More pointedly, this big one-day point loss yesterday came after the market had already gone down 18 per cent in barely two months.
This has given us two chilling figures. A $100 billion single-day loss in share values, double the dollars lost in the, albeit much bigger percentage, drop in October 1987.
Making total losses since the market peaked, so bullishly and so wildly inaccurately in November, approaching $400 billion.
Again, never before have we lost that sum from share values, as we've never previously 'had it to lose'.
Back in 1987 I noted two positives. The loss had been so dramatic, it was almost clinically surgical. Plus it only 'gave back' the last exaggerated run-up in over-inflated share prices.
So for most people they'd hardly had the extra value long enough to notice its loss.
Although it hasn't happened all in one day this time, there is a similar thread of rapid rise and loss.
The market is now back to where it was in October 2006.
So yes, you might have lost all the increase since then, but you still have - we all have - all the huge rise in share values from 2001 through 2006.
Speaking very broadly, that much of the rise is built on firmer foundations. Of the real strength in the economy; most obviously the benefits bestowed by China.
And which are sustainable into the longer term. If not necessarily quite to the extent of the more starry-eyed projections of China (and India) boundless.
Now there are key fundamental similarities between now and 1987. Adding up to a bubble that had to burst at some point.
Then the paper-shuffling entrepreneurs.
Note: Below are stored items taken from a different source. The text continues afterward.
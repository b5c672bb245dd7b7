//! Identity resolution
//!
//! Decides whether a login attempt maps to an account:
//!
//! - local credentials are checked against the stored hash
//! - a provider identity is linked to the account with the same email,
//!   provided that account was created by the same provider; otherwise a
//!   new account is created
//!
//! An email already owned by another provider is always rejected. Accounts
//! are never merged or re-linked.

use std::sync::Arc;

use tracing::{debug, info, warn};
use uuid::Uuid;

use authgate_db::{Account, AuthProvider, DbError, IdentityStore, UniqueKey};

use crate::config::ProviderConfig;
use crate::error::{AuthError, AuthResult};
use crate::password::CredentialVerifier;
use crate::provider::ProviderAttributes;

/// Links logins to accounts in an [`IdentityStore`]
#[derive(Clone)]
pub struct IdentityResolver {
    store: Arc<dyn IdentityStore>,
    verifier: CredentialVerifier,
    providers: ProviderConfig,
}

impl IdentityResolver {
    pub fn new(
        store: Arc<dyn IdentityStore>,
        verifier: CredentialVerifier,
        providers: ProviderConfig,
    ) -> Self {
        Self {
            store,
            verifier,
            providers,
        }
    }

    /// Password login by username or email
    pub async fn authenticate_local(&self, login: &str, plaintext: &str) -> AuthResult<Account> {
        let login = login.trim();

        let account = match self.store.find_by_username(login).await? {
            Some(account) => account,
            None => self
                .store
                .find_by_email(&normalize_email(login))
                .await?
                .ok_or(AuthError::AccountNotFound)?,
        };

        if !account.enabled {
            debug!(account_id = %account.id, "Login rejected: account disabled");
            return Err(AuthError::AccountDisabled);
        }

        let matched = account
            .credential_hash
            .as_deref()
            .map(|hash| self.verifier.matches(plaintext, hash))
            .unwrap_or(false);

        if !matched {
            debug!(account_id = %account.id, "Login rejected: credential mismatch");
            return Err(AuthError::CredentialMismatch);
        }

        Ok(account)
    }

    /// Resolve an identity already verified by `provider` to an account
    pub async fn resolve_provider(
        &self,
        provider: &AuthProvider,
        subject_id: &str,
        attributes: &ProviderAttributes,
    ) -> AuthResult<Account> {
        if !self.providers.is_recognized(provider) {
            return Err(AuthError::UnknownProvider(provider.to_string()));
        }

        let email = attributes
            .email
            .as_deref()
            .map(normalize_email)
            .filter(|email| !email.is_empty())
            .ok_or(AuthError::ProviderEmailMissing)?;
        let email = email.as_str();
        let username = email_local_part(email).ok_or(AuthError::ProviderEmailMissing)?;

        // A lost insert race is settled by resolving once more against the winner's row
        for attempt in 0..2 {
            if let Some(existing) = self.store.find_by_email(email).await? {
                return self.refresh_link(existing, provider, attributes).await;
            }

            match self
                .create_provider_account(provider, subject_id, email, username, attributes)
                .await
            {
                Ok(account) => return Ok(account),
                Err(CreateError::EmailRace) if attempt == 0 => {
                    debug!(%provider, "Lost account creation race, resolving again");
                }
                Err(CreateError::EmailRace) => {
                    return Err(AuthError::StoreUnavailable(
                        "account vanished during resolution".to_string(),
                    ))
                }
                Err(CreateError::Auth(e)) => return Err(e),
            }
        }

        Err(AuthError::Internal("identity resolution did not settle".to_string()))
    }

    /// Password signup
    pub async fn register_local(
        &self,
        username: &str,
        email: &str,
        plaintext: &str,
    ) -> AuthResult<Account> {
        let username = username.trim();
        let email = normalize_email(email);
        let email = email.as_str();

        if self.store.exists_by_username(username).await? {
            return Err(AuthError::UsernameTaken);
        }
        if self.store.exists_by_email(email).await? {
            return Err(AuthError::EmailAlreadyExists);
        }
        self.verifier.validate_password_policy(plaintext)?;

        let hash = self.verifier.hash(plaintext)?;
        let account = Account::local(username, email, hash);

        let saved = self.store.save(&account).await.map_err(|e| match e {
            DbError::Duplicate {
                key: UniqueKey::Username,
                ..
            } => AuthError::UsernameTaken,
            DbError::Duplicate {
                key: UniqueKey::Email,
                ..
            } => AuthError::EmailAlreadyExists,
            other => other.into(),
        })?;

        info!(account_id = %saved.id, "Local account registered");
        Ok(saved)
    }

    /// Account behind a token subject
    pub async fn load_account(&self, account_id: Uuid) -> AuthResult<Account> {
        let account = self
            .store
            .find_by_id(account_id)
            .await?
            .ok_or(AuthError::AccountNotFound)?;

        if !account.enabled {
            return Err(AuthError::AccountDisabled);
        }

        Ok(account)
    }

    async fn refresh_link(
        &self,
        mut account: Account,
        provider: &AuthProvider,
        attributes: &ProviderAttributes,
    ) -> AuthResult<Account> {
        if account.provider != *provider {
            warn!(
                account_id = %account.id,
                existing = %account.provider,
                attempted = %provider,
                "Provider login rejected: email linked to another provider"
            );
            return Err(AuthError::ProviderMismatch {
                existing: account.provider,
                attempted: provider.clone(),
            });
        }

        if !account.enabled {
            debug!(account_id = %account.id, "Provider login rejected: account disabled");
            return Err(AuthError::AccountDisabled);
        }

        if let Some(avatar_url) = &attributes.avatar_url {
            account.avatar_url = Some(avatar_url.clone());
        }

        let saved = self.store.save(&account).await?;
        debug!(account_id = %saved.id, %provider, "Provider account refreshed");
        Ok(saved)
    }

    async fn create_provider_account(
        &self,
        provider: &AuthProvider,
        subject_id: &str,
        email: &str,
        username: &str,
        attributes: &ProviderAttributes,
    ) -> Result<Account, CreateError> {
        // The username may belong to the winner of a race for this same email
        if let Some(owner) = self.store.find_by_username(username).await.map_err(AuthError::from)? {
            if normalize_email(&owner.email) == email {
                return Err(CreateError::EmailRace);
            }
            return Err(AuthError::UsernameCollision(username.to_string()).into());
        }

        let mut account = Account::new(username, email, provider.clone());
        account.provider_subject_id = Some(subject_id.to_string());
        account.avatar_url = attributes.avatar_url.clone();
        account.credential_hash = Some(self.verifier.random_credential());

        match self.store.save(&account).await {
            Ok(saved) => {
                info!(account_id = %saved.id, %provider, "Provider account created");
                Ok(saved)
            }
            Err(DbError::Duplicate {
                key: UniqueKey::Email,
                ..
            }) => Err(CreateError::EmailRace),
            Err(DbError::Duplicate {
                key: UniqueKey::Username,
                ..
            }) => match self.store.find_by_email(email).await.map_err(AuthError::from)? {
                Some(_) => Err(CreateError::EmailRace),
                None => Err(AuthError::UsernameCollision(username.to_string()).into()),
            },
            Err(e) => Err(AuthError::from(e).into()),
        }
    }
}

enum CreateError {
    /// Another request inserted the same email first
    EmailRace,
    Auth(AuthError),
}

impl From<AuthError> for CreateError {
    fn from(err: AuthError) -> Self {
        Self::Auth(err)
    }
}

/// Canonical form used to store and match emails
pub fn normalize_email(email: &str) -> String {
    email.trim().to_lowercase()
}

/// Part of an email before the first `@`; `None` when empty
pub fn email_local_part(email: &str) -> Option<&str> {
    let local = match email.find('@') {
        Some(at) => &email[..at],
        None => email,
    };
    (!local.is_empty()).then_some(local)
}

#[cfg(test)]
mod tests {
    use super::*;

    #[test]
    fn test_email_local_part() {
        assert_eq!(email_local_part("a@x.com"), Some("a"));
        assert_eq!(email_local_part("first.last@x.com"), Some("first.last"));
        assert_eq!(email_local_part("@x.com"), None);
        assert_eq!(email_local_part("noat"), Some("noat"));
    }

    #[test]
    fn test_normalize_email() {
        assert_eq!(normalize_email("  Alice@Example.COM "), "alice@example.com");
        assert_eq!(normalize_email("a@x.com"), "a@x.com");
    }
}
Now the private equity and other financial whiz kids. And one time-dishonored constant - debt.
Back then it was banks shovelling billions to Bond and mates. Today, it was (US) banks shovelling much smaller sums, but to many more, NINJAs.
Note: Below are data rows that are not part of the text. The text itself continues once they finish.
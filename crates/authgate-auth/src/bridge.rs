//! Login orchestration
//!
//! Turns a successful resolution into a [`Principal`] carrying a freshly
//! issued bearer token. Password and provider logins produce the same
//! shape so the web layer handles both alike.

use chrono::Utc;
use serde_json::{Map, Value};
use tracing::{debug, info};

use authgate_db::{Account, AuthProvider};

use crate::error::{AuthError, AuthResult, AuthenticationFailed};
use crate::jwt::TokenCodec;
use crate::principal::{Principal, TOKEN_ATTRIBUTE};
use crate::provider::ProviderAttributes;
use crate::resolver::IdentityResolver;

#[derive(Clone)]
pub struct AuthSessionBridge {
    resolver: IdentityResolver,
    codec: TokenCodec,
}

impl AuthSessionBridge {
    pub fn new(resolver: IdentityResolver, codec: TokenCodec) -> Self {
        Self { resolver, codec }
    }

    pub fn resolver(&self) -> &IdentityResolver {
        &self.resolver
    }

    pub fn codec(&self) -> &TokenCodec {
        &self.codec
    }

    /// Password login
    pub async fn login_local(
        &self,
        login: &str,
        plaintext: &str,
    ) -> Result<Principal, AuthenticationFailed> {
        let account = self
            .resolver
            .authenticate_local(login, plaintext)
            .await
            .map_err(|reason| failed("local", reason))?;

        let token = self.issue(&account)?;
        info!(account_id = %account.id, "Local login succeeded");

        Ok(Principal::new(account, token, Map::new()))
    }

    /// Provider callback login. The token is also published in the
    /// principal's attribute bag under [`TOKEN_ATTRIBUTE`].
    pub async fn login_provider(
        &self,
        provider: &AuthProvider,
        subject_id: &str,
        attributes: &ProviderAttributes,
    ) -> Result<Principal, AuthenticationFailed> {
        let account = self
            .resolver
            .resolve_provider(provider, subject_id, attributes)
            .await
            .map_err(|reason| failed(provider.as_str(), reason))?;

        let token = self.issue(&account)?;
        info!(account_id = %account.id, %provider, "Provider login succeeded");

        let mut bag = attributes.to_bag();
        bag.insert(TOKEN_ATTRIBUTE.to_string(), Value::String(token.clone()));

        Ok(Principal::new(account, token, bag))
    }

    /// Account behind a bearer token
    pub async fn authenticate_bearer(&self, token: &str) -> AuthResult<Account> {
        let account_id = self.codec.parse(token)?;
        self.resolver.load_account(account_id).await
    }

    fn issue(&self, account: &Account) -> Result<String, AuthenticationFailed> {
        self.codec
            .issue(account.id, Utc::now())
            .map_err(AuthenticationFailed::from)
    }
}

fn failed(source: &str, reason: AuthError) -> AuthenticationFailed {
    debug!(source, error_code = reason.error_code(), "Login failed");
    AuthenticationFailed::from(reason)
}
No-income, no-job or assets home-loan borrowers.
And then spreading the infection across not just the US financial system, but the world's, through the securitisation of those mortgages. The sub-prime syndrome and its subsequent meltdown.
Now that is obviously the proximate cause of the slump on Wall St, which has then spread directly and indirectly across the globe.
Direct share market drops. Huge Citigroup and Merrill Lynch writedowns. Centro and RAMs. They are all part of the disease. All feeding off and fanning the infection.
But there's a much bigger issue behind all this. And both it and its ultimate playing out will really determine where all this goes. And how quickly.
Simply, that much of the growth in the US economy, its share market and incomes and wealth has pivoted on China.
But not just on China as a new source of global growth, but an elaborate global re-channelling of money.
At its simplest China making and selling to US consumers; and lending them the money to buy, by investing the trade surpluses in US investments.
The whole sub-prime edifice would never have been able to be erected but for this.
It was always at best merely unsustainable; but more likely at risk of the sort of implosion we are seeing now.
This is really the most troubling difference with 1987. But at the same time, the most encouraging.
China's economic development is real enough. So surely once we've 'de-crudded' we can get back to real basics.
The sort of real basics that 20 years ago, took to the early 1990s to re-emerge, after the bank disasters and the recession we had to have.
So both the nervous uncertainty and the encouraging upside turn on the US.
Not on what happened overnight. If it finished bad, we'll have to take more pain today. Not even where Wall St goes over the next weeks or even months.
But what happens in the real, basic US economy. Does it go into recession? How deep and for how long?
Now it is very much, it is entirely, a matter of the US recession they (and the rest of us) have to have.
A stronger, more competitive, more fundamentally healthy US economy is needed to put the US-China-Australia virtuous circle back on track.
There's a great chance of that happening. But it's going to happen after and through an awful lot of volatility right through 2008.
Don't rush back into the water too quickly. But keep your bathers on.